> [WHAT IS REQUIRED]:
Transcribe every line of the records verbatim.
---------- GIVEN INFORMATION ----------
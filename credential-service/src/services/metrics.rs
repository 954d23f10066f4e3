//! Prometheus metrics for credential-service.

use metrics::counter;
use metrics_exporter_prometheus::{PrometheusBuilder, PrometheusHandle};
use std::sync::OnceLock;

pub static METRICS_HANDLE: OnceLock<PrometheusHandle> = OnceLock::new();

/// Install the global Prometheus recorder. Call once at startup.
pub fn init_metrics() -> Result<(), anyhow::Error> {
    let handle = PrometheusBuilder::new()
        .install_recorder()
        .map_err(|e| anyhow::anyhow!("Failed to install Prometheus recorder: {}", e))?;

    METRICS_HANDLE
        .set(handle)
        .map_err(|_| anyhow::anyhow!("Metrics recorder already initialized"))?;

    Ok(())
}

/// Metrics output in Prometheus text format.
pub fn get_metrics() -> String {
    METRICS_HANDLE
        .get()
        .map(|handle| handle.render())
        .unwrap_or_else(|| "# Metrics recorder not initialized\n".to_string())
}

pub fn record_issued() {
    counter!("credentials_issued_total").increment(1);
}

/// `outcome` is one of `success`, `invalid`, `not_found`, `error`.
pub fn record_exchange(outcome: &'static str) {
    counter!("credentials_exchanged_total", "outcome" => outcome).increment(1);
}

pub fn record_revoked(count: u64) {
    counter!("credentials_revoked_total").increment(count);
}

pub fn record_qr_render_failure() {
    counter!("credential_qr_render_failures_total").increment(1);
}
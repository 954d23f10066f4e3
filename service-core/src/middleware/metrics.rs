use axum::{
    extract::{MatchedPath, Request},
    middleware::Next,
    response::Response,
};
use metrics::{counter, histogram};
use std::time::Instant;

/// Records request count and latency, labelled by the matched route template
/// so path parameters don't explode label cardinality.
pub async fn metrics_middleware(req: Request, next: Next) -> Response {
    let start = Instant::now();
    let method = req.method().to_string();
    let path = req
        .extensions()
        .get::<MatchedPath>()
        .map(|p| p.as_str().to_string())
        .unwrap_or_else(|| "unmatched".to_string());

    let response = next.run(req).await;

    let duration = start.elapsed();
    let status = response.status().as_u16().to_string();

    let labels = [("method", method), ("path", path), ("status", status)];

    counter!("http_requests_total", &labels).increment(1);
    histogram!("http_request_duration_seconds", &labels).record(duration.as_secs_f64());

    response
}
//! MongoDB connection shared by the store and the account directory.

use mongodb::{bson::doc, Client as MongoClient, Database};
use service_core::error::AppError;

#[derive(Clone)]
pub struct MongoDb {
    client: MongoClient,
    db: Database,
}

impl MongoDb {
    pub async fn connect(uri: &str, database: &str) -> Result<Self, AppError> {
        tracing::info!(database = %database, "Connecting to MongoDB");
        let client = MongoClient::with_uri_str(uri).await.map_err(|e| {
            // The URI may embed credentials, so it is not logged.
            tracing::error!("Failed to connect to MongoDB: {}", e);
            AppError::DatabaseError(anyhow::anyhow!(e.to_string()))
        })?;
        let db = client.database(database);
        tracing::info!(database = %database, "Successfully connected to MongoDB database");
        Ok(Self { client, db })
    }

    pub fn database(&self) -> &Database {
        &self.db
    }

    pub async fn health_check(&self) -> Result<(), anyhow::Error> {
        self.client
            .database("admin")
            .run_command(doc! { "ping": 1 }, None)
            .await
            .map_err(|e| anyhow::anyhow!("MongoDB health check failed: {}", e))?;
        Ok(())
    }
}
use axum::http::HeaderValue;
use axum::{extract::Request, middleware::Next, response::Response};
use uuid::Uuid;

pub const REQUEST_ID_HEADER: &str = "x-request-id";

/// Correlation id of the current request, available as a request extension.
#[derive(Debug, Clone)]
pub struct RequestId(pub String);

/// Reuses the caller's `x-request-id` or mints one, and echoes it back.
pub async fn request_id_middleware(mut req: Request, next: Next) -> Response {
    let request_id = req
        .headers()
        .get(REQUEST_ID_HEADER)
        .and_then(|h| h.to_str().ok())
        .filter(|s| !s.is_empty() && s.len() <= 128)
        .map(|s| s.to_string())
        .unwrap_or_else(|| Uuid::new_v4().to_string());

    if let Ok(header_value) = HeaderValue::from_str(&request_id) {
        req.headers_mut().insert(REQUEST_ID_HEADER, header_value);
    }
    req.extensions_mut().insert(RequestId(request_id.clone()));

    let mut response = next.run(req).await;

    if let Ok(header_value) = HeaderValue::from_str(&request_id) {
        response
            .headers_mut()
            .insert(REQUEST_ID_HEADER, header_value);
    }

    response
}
----------
> [RESPONSE]:
filename credential-service/src/services/metrics.rs
repository 954d23f10066f4e3
//! Prometheus metrics for credential-service.

use metrics::counter;
use metrics_exporter_prometheus::{PrometheusBuilder, PrometheusHandle};
use std::sync::OnceLock;

pub static METRICS_HANDLE: OnceLock<PrometheusHandle> = OnceLock::new();

/// Install the global Prometheus recorder. Call once at startup.
pub fn init_metrics() -> Result<(), anyhow::Error> {
    let handle = PrometheusBuilder::new()
        .install_recorder()
        .map_err(|e| anyhow::anyhow!("Failed to install Prometheus recorder: {}", e))?;

    METRICS_HANDLE
        .set(handle)
        .map_err(|_| anyhow::anyhow!("Metrics recorder already initialized"))?;

    Ok(())
}

/// Metrics output in Prometheus text format.
pub fn get_metrics() -> String {
    METRICS_HANDLE
        .get()
        .map(|handle| handle.render())
        .unwrap_or_else(|| "# Metrics recorder not initialized\n".to_string())
}

pub fn record_issued() {
    counter!("credentials_issued_total").increment(1);
}

/// `outcome` is one of `success`, `invalid`, `not_found`, `error`.
pub fn record_exchange(outcome: &'static str) {
    counter!("credentials_exchanged_total", "outcome" => outcome).increment(1);
}

pub fn record_revoked(count: u64) {
    counter!("credentials_revoked_total").increment(count);
}

pub fn record_qr_render_failure() {
    counter!("credential_qr_render_failures_total").increment(1);
}
repository 954d23f10066f4e3
filename service-core/src/middleware/metrics.rs
use axum::{
    extract::{MatchedPath, Request},
    middleware::Next,
    response::Response,
};
use metrics::{counter, histogram};
use std::time::Instant;

/// Records request count and latency, labelled by the matched route template
/// so path parameters don't explode label cardinality.
pub async fn metrics_middleware(req: Request, next: Next) -> Response {
    let start = Instant::now();
    let method = req.method().to_string();
    let path = req
        .extensions()
        .get::<MatchedPath>()
        .map(|p| p.as_str().to_string())
        .unwrap_or_else(|| "unmatched".to_string());

    let response = next.run(req).await;

    let duration = start.elapsed();
    let status = response.status().as_u16().to_string();

    let labels = [("method", method), ("path", path), ("status", status)];

    counter!("http_requests_total", &labels).increment(1);
    histogram!("http_request_duration_seconds", &labels).record(duration.as_secs_f64());

    response
}
//! MongoDB connection shared by the store and the account directory.

use mongodb::{bson::doc, Client as MongoClient, Database};
use service_core::error::AppError;

#[derive(Clone)]
pub struct MongoDb {
    client: MongoClient,
    db: Database,
}

impl MongoDb {
    pub async fn connect(uri: &str, database: &str) -> Result<Self, AppError> {
        tracing::info!(database = %database, "Connecting to MongoDB");
        let client = MongoClient::with_uri_str(uri).await.map_err(|e| {
            // The URI may embed credentials, so it is not logged.
            tracing::error!("Failed to connect to MongoDB: {}", e);
            AppError::DatabaseError(anyhow::anyhow!(e.to_string()))
        })?;
        let db = client.database(database);
        tracing::info!(database = %database, "Successfully connected to MongoDB database");
        Ok(Self { client, db })
    }

    pub fn database(&self) -> &Database {
        &self.db
    }

    pub async fn health_check(&self) -> Result<(), anyhow::Error> {
        self.client
            .database("admin")
            .run_command(doc! { "ping": 1 }, None)
            .await
            .map_err(|e| anyhow::anyhow!("MongoDB health check failed: {}", e))?;
        Ok(())
    }
}
use axum::http::HeaderValue;
use axum::{extract::Request, middleware::Next, response::Response};
use uuid::Uuid;

pub const REQUEST_ID_HEADER: &str = "x-request-id";

/// Correlation id of the current request, available as a request extension.
#[derive(Debug, Clone)]
pub struct RequestId(pub String);

/// Reuses the caller's `x-request-id` or mints one, and echoes it back.
pub async fn request_id_middleware(mut req: Request, next: Next) -> Response {
    let request_id = req
        .headers()
        .get(REQUEST_ID_HEADER)
        .and_then(|h| h.to_str().ok())
        .filter(|s| !s.is_empty() && s.len() <= 128)
        .map(|s| s.to_string())
        .unwrap_or_else(|| Uuid::new_v4().to_string());

    if let Ok(header_value) = HeaderValue::from_str(&request_id) {
        req.headers_mut().insert(REQUEST_ID_HEADER, header_value);
    }
    req.extensions_mut().insert(RequestId(request_id.clone()));

    let mut response = next.run(req).await;

    if let Ok(header_value) = HeaderValue::from_str(&request_id) {
        response
            .headers_mut()
            .insert(REQUEST_ID_HEADER, header_value);
    }

    response
}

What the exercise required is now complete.